■ **Your objective**:
From the data below, retype exactly the lines starting with the one that contains "one switch condition." and ending with the one that contains "behaviour entry fires.", both included.

[Data under study — start]

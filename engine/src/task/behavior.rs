//! # Behaviour FSM
//!
//! A task's behaviour program is an ordered list: the first entry fixes
//! `{priority, run, block}`, each later entry is either an update (overlays
//! at least one of the three) or a final (exit) entry, and every non-first
//! entry carries exactly one switch condition.
//!
//! Switch conditions are evaluated only at pick time: at most one update may
//! fire per pick, and the final entry may fire at the same pick immediately
//! after it. Exit timing then depends on the condition kind and on
//! `end_nicely` (wait for the burst vs. cut it short).

use crate::event::ExitKind;
use crate::time::{SimTime, TimeSpec};

/// The condition under which a behaviour entry fires.
#[derive(Debug, Clone, Copy, PartialEq, Eq)]
pub enum SwitchCond {
    /// Fires once the simulation clock reaches this instant.
    SimExec(SimTime),
    /// Fires once the task's cumulative execution time reaches this value.
    ProcExec(SimTime),
    /// Fires once the task has been picked this many times.
    ExecCount(u64),
}

impl SwitchCond {
    /// Whether the condition holds for a task with the given clock,
    /// cumulative execution time and pick count.
    pub fn satisfied(&self, now: SimTime, exec_time: SimTime, exec_count: u64) -> bool {
        match *self {
            SwitchCond::SimExec(t) => t <= now,
            SwitchCond::ProcExec(t) => t <= exec_time,
            SwitchCond::ExecCount(n) => exec_count >= n,
        }
    }

    /// The exit-event kind this condition maps to.
    pub fn exit_kind(&self) -> ExitKind {
        match self {
            SwitchCond::SimExec(_) => ExitKind::SimExec,
            SwitchCond::ProcExec(_) => ExitKind::ProcExec,
            SwitchCond::ExecCount(_) => ExitKind::ExecCount,
        }
    }
}

/// Fields an update entry overlays onto the current behaviour.
#[derive(Debug, Clone, Copy, Default, PartialEq)]
pub struct BehaviorChange {
    /// New priority, if given.
    pub priority: Option<i64>,
    /// New run spec, if given.
    pub run: Option<TimeSpec>,
    /// New block spec, if given.
    pub block: Option<TimeSpec>,
}

/// A non-first behaviour entry.
#[derive(Debug, Clone, PartialEq)]
pub enum BehaviorEntry {
    /// Overlay `change` when `cond` holds.
    Update {
        /// Switch condition.
        cond: SwitchCond,
        /// Fields to overlay.
        change: BehaviorChange,
    },
    /// Exit when `cond` holds.
    Final {
        /// Switch condition.
        cond: SwitchCond,
        /// Wait for the current burst (`true`) or cut it short (`false`).
        end_nicely: bool,
    },
}

/// The task's effective behaviour: entry 0 overlaid with every update that
/// has fired so far.
#[derive(Debug, Clone, PartialEq)]
pub struct CurrentBehavior {
    /// Priority, interpreted by the owning policy.
    pub priority: i64,
    /// Run-burst length spec.
    pub run: TimeSpec,
    /// Block-interval spec.
    pub block: TimeSpec,
}

impl CurrentBehavior {
    /// Overlay an update.
    pub fn apply(&mut self, change: &BehaviorChange) {
        if let Some(p) = change.priority {
            self.priority = p;
        }
        if let Some(r) = change.run {
            self.run = r;
        }
        if let Some(b) = change.block {
            self.block = b;
        }
    }
}

/// What the kernel must schedule for a freshly picked task, after exit
/// planning.
#[derive(Debug, Clone, Copy, PartialEq, Eq)]
pub enum ExitPlan {
    /// No exit this pick; schedule the normal `Block`.
    None,
    /// Schedule an `Exit` at `at` instead of the `Block`.
    ExitAt {
        /// Exit instant.
        at: SimTime,
        /// Condition kind that produced it.
        kind: ExitKind,
        /// Whether the burst was allowed to finish.
        nice: bool,
    },
    /// The armed strict `sim_exec` exit fires during this burst; alias
    /// `next_event` to `strict_end_event` and schedule nothing else.
    AliasStrict,
}

/// Run the per-pick behaviour step for a task: at most one update, then exit
/// planning against the burst about to be scheduled.
///
/// `run` is the burst length the kernel chose (carried `remaining_runtime`
/// or a fresh sample); `strict_end` is the armed strict-exit instant, if
/// any. Returns the updated state alongside the plan via the task itself -
/// callers mutate the task through [`super::Task`] fields directly.
pub fn plan_exit(
    pending_final: Option<(&SwitchCond, bool)>,
    now: SimTime,
    run: SimTime,
    exec_time: SimTime,
    strict_end: Option<SimTime>,
) -> ExitPlan {
    let Some((cond, nice)) = pending_final else {
        return ExitPlan::None;
    };
    match (*cond, nice) {
        // The burst is allowed to finish, then the task exits.
        (SwitchCond::ProcExec(threshold), true) => {
            if exec_time + run >= threshold {
                ExitPlan::ExitAt { at: now + run, kind: ExitKind::ProcExec, nice: true }
            } else {
                ExitPlan::None
            }
        }
        // Cut the burst exactly at the threshold.
        (SwitchCond::ProcExec(threshold), false) => {
            if exec_time + run >= threshold {
                let at = if exec_time >= threshold {
                    now + 1
                } else {
                    now + (threshold - exec_time)
                };
                ExitPlan::ExitAt { at, kind: ExitKind::ProcExec, nice: false }
            } else {
                ExitPlan::None
            }
        }
        // Exit at burst end, but only if the burst reaches the threshold.
        (SwitchCond::SimExec(threshold), true) => {
            if now + run >= threshold {
                ExitPlan::ExitAt { at: now + run, kind: ExitKind::SimExec, nice: true }
            } else {
                ExitPlan::None
            }
        }
        // The unconditional exit is armed separately (`strict_end_event`);
        // if this burst is still running when it fires, alias onto it.
        (SwitchCond::SimExec(_), false) => match strict_end {
            Some(end) if now + run >= end => ExitPlan::AliasStrict,
            _ => ExitPlan::None,
        },
        // Count-based exits resolve at block/preempt time, not at pick.
        (SwitchCond::ExecCount(_), _) => ExitPlan::None,
    }
}

#[cfg(test)]
mod tests {
    use super::*;

    #[test]
    fn test_switch_satisfied() {
        assert!(SwitchCond::SimExec(50).satisfied(50, 0, 0));
        assert!(!SwitchCond::SimExec(50).satisfied(49, 0, 0));
        assert!(SwitchCond::ProcExec(10).satisfied(0, 10, 0));
        assert!(SwitchCond::ExecCount(3).satisfied(0, 0, 3));
        assert!(!SwitchCond::ExecCount(3).satisfied(0, 0, 2));
    }

    #[test]
    fn test_overlay() {
        let mut b = CurrentBehavior {
            priority: 0,
            run: TimeSpec::Fixed(10),
            block: TimeSpec::Fixed(5),
        };
        b.apply(&BehaviorChange { priority: Some(3), run: None, block: Some(TimeSpec::Fixed(7)) });
        assert_eq!(b.priority, 3);
        assert_eq!(b.run, TimeSpec::Fixed(10));
        assert_eq!(b.block, TimeSpec::Fixed(7));
    }

    #[test]
    fn test_proc_exec_nice_waits_for_burst() {
        let cond = SwitchCond::ProcExec(100);
        // Burst crosses the threshold: exit at burst end.
        let plan = plan_exit(Some((&cond, true)), 1_000, 30, 80, None);
        assert_eq!(
            plan,
            ExitPlan::ExitAt { at: 1_030, kind: ExitKind::ProcExec, nice: true }
        );
        // Burst falls short: no exit yet.
        assert_eq!(plan_exit(Some((&cond, true)), 1_000, 10, 80, None), ExitPlan::None);
    }

    #[test]
    fn test_proc_exec_strict_cuts_burst() {
        let cond = SwitchCond::ProcExec(100);
        let plan = plan_exit(Some((&cond, false)), 1_000, 30, 80, None);
        assert_eq!(
            plan,
            ExitPlan::ExitAt { at: 1_020, kind: ExitKind::ProcExec, nice: false }
        );
        // Already past the threshold: fire on the next nanosecond.
        let plan = plan_exit(Some((&cond, false)), 1_000, 30, 120, None);
        assert_eq!(
            plan,
            ExitPlan::ExitAt { at: 1_001, kind: ExitKind::ProcExec, nice: false }
        );
    }

    #[test]
    fn test_sim_exec_variants() {
        let nice = SwitchCond::SimExec(500);
        assert_eq!(
            plan_exit(Some((&nice, true)), 480, 30, 0, None),
            ExitPlan::ExitAt { at: 510, kind: ExitKind::SimExec, nice: true }
        );
        assert_eq!(plan_exit(Some((&nice, true)), 400, 30, 0, None), ExitPlan::None);

        let strict = SwitchCond::SimExec(500);
        assert_eq!(plan_exit(Some((&strict, false)), 480, 30, 0, Some(500)), ExitPlan::AliasStrict);
        assert_eq!(plan_exit(Some((&strict, false)), 400, 30, 0, Some(500)), ExitPlan::None);
    }
}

[Data under study — finish]

■ **Solution to this exercise**:
//! entry carries exactly one switch condition.
//!
//! Switch conditions are evaluated only at pick time: at most one update may
//! fire per pick, and the final entry may fire at the same pick immediately
//! after it. Exit timing then depends on the condition kind and on
//! `end_nicely` (wait for the burst vs. cut it short).

use crate::event::ExitKind;
use crate::time::{SimTime, TimeSpec};

/// The condition under which a behaviour entry fires.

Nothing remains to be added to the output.